Try it — Copy out each line of the data below in which the string "head" appears.

Record extracts —
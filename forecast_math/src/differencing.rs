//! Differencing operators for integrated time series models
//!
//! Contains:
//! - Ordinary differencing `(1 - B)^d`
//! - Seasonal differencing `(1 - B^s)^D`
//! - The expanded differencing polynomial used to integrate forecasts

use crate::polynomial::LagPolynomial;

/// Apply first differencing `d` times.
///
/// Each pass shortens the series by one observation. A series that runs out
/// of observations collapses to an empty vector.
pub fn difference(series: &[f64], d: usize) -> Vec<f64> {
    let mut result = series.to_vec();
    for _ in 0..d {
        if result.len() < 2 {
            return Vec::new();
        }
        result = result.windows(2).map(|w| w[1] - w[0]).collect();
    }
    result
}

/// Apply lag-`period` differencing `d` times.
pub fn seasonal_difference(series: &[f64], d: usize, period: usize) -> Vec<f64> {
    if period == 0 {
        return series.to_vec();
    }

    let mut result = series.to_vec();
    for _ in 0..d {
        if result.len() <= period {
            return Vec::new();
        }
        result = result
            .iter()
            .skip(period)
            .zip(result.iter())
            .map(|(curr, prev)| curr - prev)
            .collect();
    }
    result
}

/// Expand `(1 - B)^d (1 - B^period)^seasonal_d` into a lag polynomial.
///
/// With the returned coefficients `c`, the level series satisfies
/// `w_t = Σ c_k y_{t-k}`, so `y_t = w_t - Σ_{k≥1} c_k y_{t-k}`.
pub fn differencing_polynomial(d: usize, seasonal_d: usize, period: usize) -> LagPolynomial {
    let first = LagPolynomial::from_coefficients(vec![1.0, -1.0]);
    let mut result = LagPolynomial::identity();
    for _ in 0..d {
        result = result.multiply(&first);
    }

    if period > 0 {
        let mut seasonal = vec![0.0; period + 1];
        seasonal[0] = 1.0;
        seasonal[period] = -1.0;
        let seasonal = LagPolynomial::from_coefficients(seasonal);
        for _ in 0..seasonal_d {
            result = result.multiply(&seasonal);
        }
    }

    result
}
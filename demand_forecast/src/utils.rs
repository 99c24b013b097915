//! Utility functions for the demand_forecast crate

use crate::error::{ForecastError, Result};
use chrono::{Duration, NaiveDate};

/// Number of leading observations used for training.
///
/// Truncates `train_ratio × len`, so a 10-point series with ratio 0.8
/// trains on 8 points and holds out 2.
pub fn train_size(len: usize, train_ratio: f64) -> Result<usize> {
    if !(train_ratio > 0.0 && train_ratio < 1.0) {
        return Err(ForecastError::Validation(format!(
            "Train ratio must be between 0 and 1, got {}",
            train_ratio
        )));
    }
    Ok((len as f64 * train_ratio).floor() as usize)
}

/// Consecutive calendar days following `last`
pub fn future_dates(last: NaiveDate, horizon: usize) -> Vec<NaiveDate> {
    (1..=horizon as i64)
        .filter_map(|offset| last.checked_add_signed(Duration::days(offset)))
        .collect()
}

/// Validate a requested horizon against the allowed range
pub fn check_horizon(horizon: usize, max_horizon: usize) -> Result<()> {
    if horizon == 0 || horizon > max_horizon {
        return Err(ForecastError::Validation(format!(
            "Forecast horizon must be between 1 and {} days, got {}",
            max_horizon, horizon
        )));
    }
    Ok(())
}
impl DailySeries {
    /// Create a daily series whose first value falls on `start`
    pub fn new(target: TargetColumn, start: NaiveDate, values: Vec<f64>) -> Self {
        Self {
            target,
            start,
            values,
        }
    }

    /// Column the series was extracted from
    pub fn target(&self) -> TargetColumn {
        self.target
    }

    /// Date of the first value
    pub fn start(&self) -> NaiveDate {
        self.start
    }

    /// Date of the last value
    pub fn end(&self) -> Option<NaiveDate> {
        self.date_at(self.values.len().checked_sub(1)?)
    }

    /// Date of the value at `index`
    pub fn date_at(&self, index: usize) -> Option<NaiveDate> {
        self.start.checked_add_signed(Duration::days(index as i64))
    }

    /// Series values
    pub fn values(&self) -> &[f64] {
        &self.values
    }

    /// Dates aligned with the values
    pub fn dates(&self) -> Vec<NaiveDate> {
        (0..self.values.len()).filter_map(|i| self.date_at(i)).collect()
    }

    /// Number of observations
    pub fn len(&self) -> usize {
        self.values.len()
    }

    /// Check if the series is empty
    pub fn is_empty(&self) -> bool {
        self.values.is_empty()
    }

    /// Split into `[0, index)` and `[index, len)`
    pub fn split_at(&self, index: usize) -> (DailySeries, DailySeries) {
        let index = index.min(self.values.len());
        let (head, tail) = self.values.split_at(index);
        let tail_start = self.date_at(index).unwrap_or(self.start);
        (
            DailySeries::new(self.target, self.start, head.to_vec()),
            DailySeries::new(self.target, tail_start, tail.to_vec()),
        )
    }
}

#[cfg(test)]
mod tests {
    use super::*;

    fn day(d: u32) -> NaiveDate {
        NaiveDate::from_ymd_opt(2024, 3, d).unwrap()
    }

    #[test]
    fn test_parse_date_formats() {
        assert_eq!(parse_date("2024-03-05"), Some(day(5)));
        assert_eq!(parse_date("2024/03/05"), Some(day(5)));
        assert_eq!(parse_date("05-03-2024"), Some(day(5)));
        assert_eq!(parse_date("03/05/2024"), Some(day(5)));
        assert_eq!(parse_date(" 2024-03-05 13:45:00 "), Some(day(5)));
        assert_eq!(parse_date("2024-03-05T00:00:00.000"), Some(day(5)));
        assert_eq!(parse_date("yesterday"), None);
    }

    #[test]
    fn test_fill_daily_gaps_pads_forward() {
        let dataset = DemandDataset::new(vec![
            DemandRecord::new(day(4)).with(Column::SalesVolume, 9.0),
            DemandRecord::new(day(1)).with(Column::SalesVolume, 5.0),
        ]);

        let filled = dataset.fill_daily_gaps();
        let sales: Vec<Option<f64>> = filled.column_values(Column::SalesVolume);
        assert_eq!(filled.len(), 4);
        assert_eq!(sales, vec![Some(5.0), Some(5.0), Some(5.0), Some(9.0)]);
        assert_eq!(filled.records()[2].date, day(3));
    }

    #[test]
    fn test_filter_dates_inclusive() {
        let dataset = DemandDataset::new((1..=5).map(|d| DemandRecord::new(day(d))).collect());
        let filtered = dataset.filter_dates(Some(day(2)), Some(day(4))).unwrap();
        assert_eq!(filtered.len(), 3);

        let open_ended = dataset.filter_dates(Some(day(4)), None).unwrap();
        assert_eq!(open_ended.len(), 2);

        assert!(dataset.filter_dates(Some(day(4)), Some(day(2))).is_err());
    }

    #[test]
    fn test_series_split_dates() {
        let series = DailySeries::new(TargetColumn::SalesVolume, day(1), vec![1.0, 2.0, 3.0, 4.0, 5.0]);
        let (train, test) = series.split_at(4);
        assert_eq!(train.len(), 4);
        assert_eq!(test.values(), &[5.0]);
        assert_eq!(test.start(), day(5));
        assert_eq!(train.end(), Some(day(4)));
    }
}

Written solution —
        let (head, tail) = self.values.split_at(index);
            DailySeries::new(self.target, self.start, head.to_vec()),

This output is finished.